» Task to complete:
Locate every line below that contains the word "impl" and copy it.

» Material for this task:

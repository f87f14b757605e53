//! Context registry.
//!
//! Maps every live execution context to its active [`LabelSet`] and keeps
//! the reader-visible surface (slot table plus current pointer) in step.
//!
//! Writer-side bookkeeping lives behind one mutex. Under the single-writer
//! model it is never contended, and it is never held while application
//! code runs. External readers only ever touch the surface atomics.
//!
//! Runs are tracked per OS thread: each thread has its own stack of running
//! contexts, so a scope entered by a context on one thread is never visible
//! to a context polled on another. A thread with nothing running operates on
//! the root. The header's current pointer follows the most recent run
//! transition on any thread.
//!
//! Every label set displaced from the surface is parked in a bounded FIFO
//! before it is released, so a reader that loaded an old head address has
//! a grace period in which the chain is still intact.

use std::collections::{HashMap, VecDeque};
use std::sync::Arc;
use std::sync::OnceLock;
use std::sync::atomic::{AtomicBool, AtomicU64, Ordering};
use std::thread::{self, ThreadId};

use labelscope_core::{ContextId, EventFault, Interner, LabelSet, Override};
use labelscope_settings::LabelscopeSettings;
use parking_lot::Mutex;
use serde::Serialize;
use tracing::{debug, trace, warn};

use crate::hooks::{HostCapabilities, RunNotifications};
use crate::surface::{LABELSCOPE_ANCHOR, SlotTable, SurfaceHeader};

/// Smallest slot table the registry will build (the root plus one context).
const MIN_CAPACITY: usize = 2;

/// Registry construction parameters.
#[derive(Clone, Debug, PartialEq, Eq)]
pub struct RegistryConfig {
    /// Slot table capacity.
    pub capacity: usize,
    /// Number of displaced label sets kept alive for slow readers.
    pub retire_depth: usize,
    /// Share identical derivations through an [`Interner`].
    pub dedup: bool,
    /// Derived chains deeper than this are compacted before install.
    pub max_chain_depth: usize,
}

impl Default for RegistryConfig {
    fn default() -> Self {
        Self::from(&LabelscopeSettings::default())
    }
}

impl From<&LabelscopeSettings> for RegistryConfig {
    fn from(settings: &LabelscopeSettings) -> Self {
        Self {
            capacity: settings.registry.capacity,
            retire_depth: settings.registry.retire_depth,
            dedup: settings.labels.dedup,
            max_chain_depth: settings.labels.max_chain_depth,
        }
    }
}

/// Counters describing registry activity.
#[derive(Clone, Copy, Debug, Default, PartialEq, Eq, Serialize)]
pub struct RegistryStats {
    /// Live contexts, including the root.
    pub live: usize,
    /// Live contexts that hold a slot.
    pub published: usize,
    /// Slot table capacity.
    pub capacity: usize,
    /// Contexts created since construction.
    pub created: u64,
    /// Contexts destroyed since construction.
    pub destroyed: u64,
    /// Events ignored because they referenced an unknown or invalid context.
    pub stale_events: u64,
    /// Creations whose trigger had no labels to inherit.
    pub orphaned: u64,
    /// Creations that found the slot table full.
    pub unpublished: u64,
    /// Derivations answered by the interner.
    pub interned: u64,
    /// Displaced label sets currently held for readers.
    pub retired: usize,
}

/// Diagnostic view of one live context.
#[derive(Clone, Debug, PartialEq, Serialize)]
pub struct ContextSnapshot {
    /// The context.
    pub context: ContextId,
    /// The context it was created from, if any.
    pub parent: Option<ContextId>,
    /// Whether external readers can find it.
    pub published: bool,
    /// Its active label set.
    pub labels: LabelSet,
}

» Answer to the problem:
impl Default for RegistryConfig {
impl From<&LabelscopeSettings> for RegistryConfig {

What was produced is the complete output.